At the district level, FGD participants identified 17 stressors that constrained household adaptive capacity (Fig. 5). Again, many of these stressors were non-climatic comprising a range of socioeconomic, cultural and political factors. However, a lack of rainfall was rated as the most important stressor by respondents at the district level, with risk and severity scores of 0.78 and 9.00, respectively (Figs. 5, 6). Lack of money was the second most important stressor, with a risk index of 0.69 and a severity index of 9.00. Stressors including low adoption of technology (R = 0.60; Si = 6.00), low extension to farmer ratio (R = 0.57; Si = 4.00) and cost of farm inputs (R = 0.56; Si = 7.00) were all deemed to considerably impinge on rural livelihoods. Other important stressors identified at the district level were cattle destruction of crops (R = 0.45; Si = 6.00) and lack of labour (R = 0.45; Si = 6.00) (Figs. 5, 6).
Fig. 5

Participatory assessment of severity of stressors at district level. NB: the size of each bubble reflects the severity index for that stressor

Fig. 6

Risk index at the district level

A key result emerging from the analysis is the differences in perception regarding the stressors on livelihoods across the various levels (Fig. 7).

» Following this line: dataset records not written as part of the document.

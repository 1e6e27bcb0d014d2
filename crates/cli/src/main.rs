//! upd CLI
//!
//! A command-line interface for uploading to and managing an upd server.

mod commands;

use std::path::PathBuf;

use anyhow::Context;
use clap::{Parser, Subcommand};
use tracing_subscriber::{EnvFilter, fmt};
use upd_client::{UpdClient, UpdClientBuilder};

/// upd CLI: share files through an upd server.
#[derive(Parser, Debug)]
#[command(name = "upd", version, about)]
struct Cli {
    /// Server URL, including any route prefix.
    #[arg(
        long,
        env = "UPD_SERVER",
        default_value = "http://localhost:9000",
        global = true
    )]
    server: String,

    /// Shared secret sent in the `X-upd-key` header.
    #[arg(long, env = "UPD_KEY", global = true, hide_env_values = true)]
    key: Option<String>,

    /// HTTPS trust: a PEM CA bundle path, or `unsafe` to skip verification.
    #[arg(long, global = true)]
    ca: Option<String>,

    /// Output format.
    #[arg(long, default_value = "text", global = true)]
    format: OutputFormat,

    #[command(subcommand)]
    command: Command,
}

#[derive(Debug, Clone, clap::ValueEnum)]
pub enum OutputFormat {
    Text,
    Json,
}

#[derive(Subcommand, Debug)]
enum Command {
    /// Upload one or more files.
    Send(commands::send::SendArgs),
    /// Find files by tag.
    Search(commands::search::SearchArgs),
    /// List the most recent uploads.
    List,
    /// Download a file.
    Get(commands::get::GetArgs),
    /// Delete a file with its delete key.
    Delete(commands::delete::DeleteArgs),
    /// Check that the server accepts the secret key.
    AuthCheck,
    /// Check server health.
    Health,
}

fn build_client(cli: &Cli) -> anyhow::Result<UpdClient> {
    let mut builder = UpdClientBuilder::new(&cli.server);
    if let Some(key) = &cli.key {
        builder = builder.secret_key(key);
    }
    match cli.ca.as_deref() {
        None | Some("" | "none") => {}
        Some("unsafe") => builder = builder.danger_accept_invalid_certs(true),
        Some(path) => {
            let path = PathBuf::from(path);
            let pem = std::fs::read(&path)
                .with_context(|| format!("cannot read CA bundle {}", path.display()))?;
            builder = builder.ca_bundle(pem);
        }
    }
    Ok(builder.build()?)
}

#[tokio::main]
async fn main() -> anyhow::Result<()> {
    fmt()
        .with_env_filter(EnvFilter::from_default_env())
        .with_writer(std::io::stderr)
        .init();

    let cli = Cli::parse();
    let client = build_client(&cli)?;

    match &cli.command {
        Command::Send(args) => commands::send::run(&client, args, &cli.format).await,
        Command::Search(args) => commands::search::run(&client, args, &cli.format).await,
        Command::List => commands::list::run(&client, &cli.format).await,
        Command::Get(args) => commands::get::run(&client, args).await,
        Command::Delete(args) => commands::delete::run(&client, args).await,
        Command::AuthCheck => commands::auth_check::run(&client, &cli.format).await,
        Command::Health => commands::health::run(&client).await,
    }
}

While the results show that there was consensus at all levels that stressors such as lack of money, limited access to markets, bad roads to farms, cattle destruction of crops and high costs of farm inputs are important, results also point to a discernible mismatch between the perceived stressors at the district level compared to those at the community and household levels. Stressors considered higher risk by both households and communities, such as lack of water and high cost of healthcare, were not considered important at all at the district level, whereas other stressors such as low adoption of technology, inappropriate usage of agro-chemicals and lack of extension services were given higher severity scores at the district level. Further, stressors such as lack of veterinary services, livestock diseases, lack of improved seeds, and a lack of gari (cassava) processing machines were also reported at the community level, although these were never mentioned at the household or district levels.
Fig. 7

Perception of stressors across scales. BB bush burning, BR bad roads, CDC cattle destruction of crops, D drought, E electricity, F flood, FI food insecurity, GPM gari processing machine, HCE high cost of education, HCH high cost of healthcare, HF health facilities, HFC high fuel cost, HFI high cost of farm inputs, I ill-health, IF irrigation facilities, L labour, LAE lack of agricultural equipment, LAM limited access to markets, LAT low adoption of technology, LEFR low extension farmer ratio, LFE lack of formal education, LiD livestock diseases, LIS lack of improved seeds, LSF lack of storage facilities, LT land tenure, M lack of money, P population, PSF poor soil fertility, R rainfall, T temperature, U unemployment, V veterinary service, VI village infrastructure, W water, WS wind storms, WUA wrong usage of agrochemicals

Interactions amongst climatic and non-climatic stressors

Through key informant interviews, this study has sought to understand the interactions amongst climatic and non-climatic stressors identified by study communities. Results show that there were interactions amongst the various non-climatic factors and highlight that non-climatic stressors can compound each other. For instance, a key informant stated: “… the poverty levels in this community are so high and this affects every aspect of our lives. If you do not have money, how do you employ tractor services even when the rains have come? What about farm inputs including improved seeds and getting labour for farm activities? All these require money” [Opinion Leader, Yapei-Yipala, May, 2015]. Another opinion leader noted: “…our roads are in very bad shape and they are almost un-motorable. This makes it difficult for us to convey our foodstuffs from the village to Buipe [the nearest market]. You struggle to get these farm produce and if you cannot get them to the market then it makes life unbearable. The situation is becoming quite depressing…” [Community Leader, Lito, May, 2015]. Another farmer provided further explanation on the interactions between a lack of market and lack of storage facilities during household qualitative interviews: “getting good prices for our produce is also a problem because we cannot store our agricultural produce due to general lack of storage facilities in these communities. In that case, most of us are compelled to sell our produce even at very cheap prices. You cannot bargain much when you have no place to store farm produce” [Female farmer, Lito, April, 2015].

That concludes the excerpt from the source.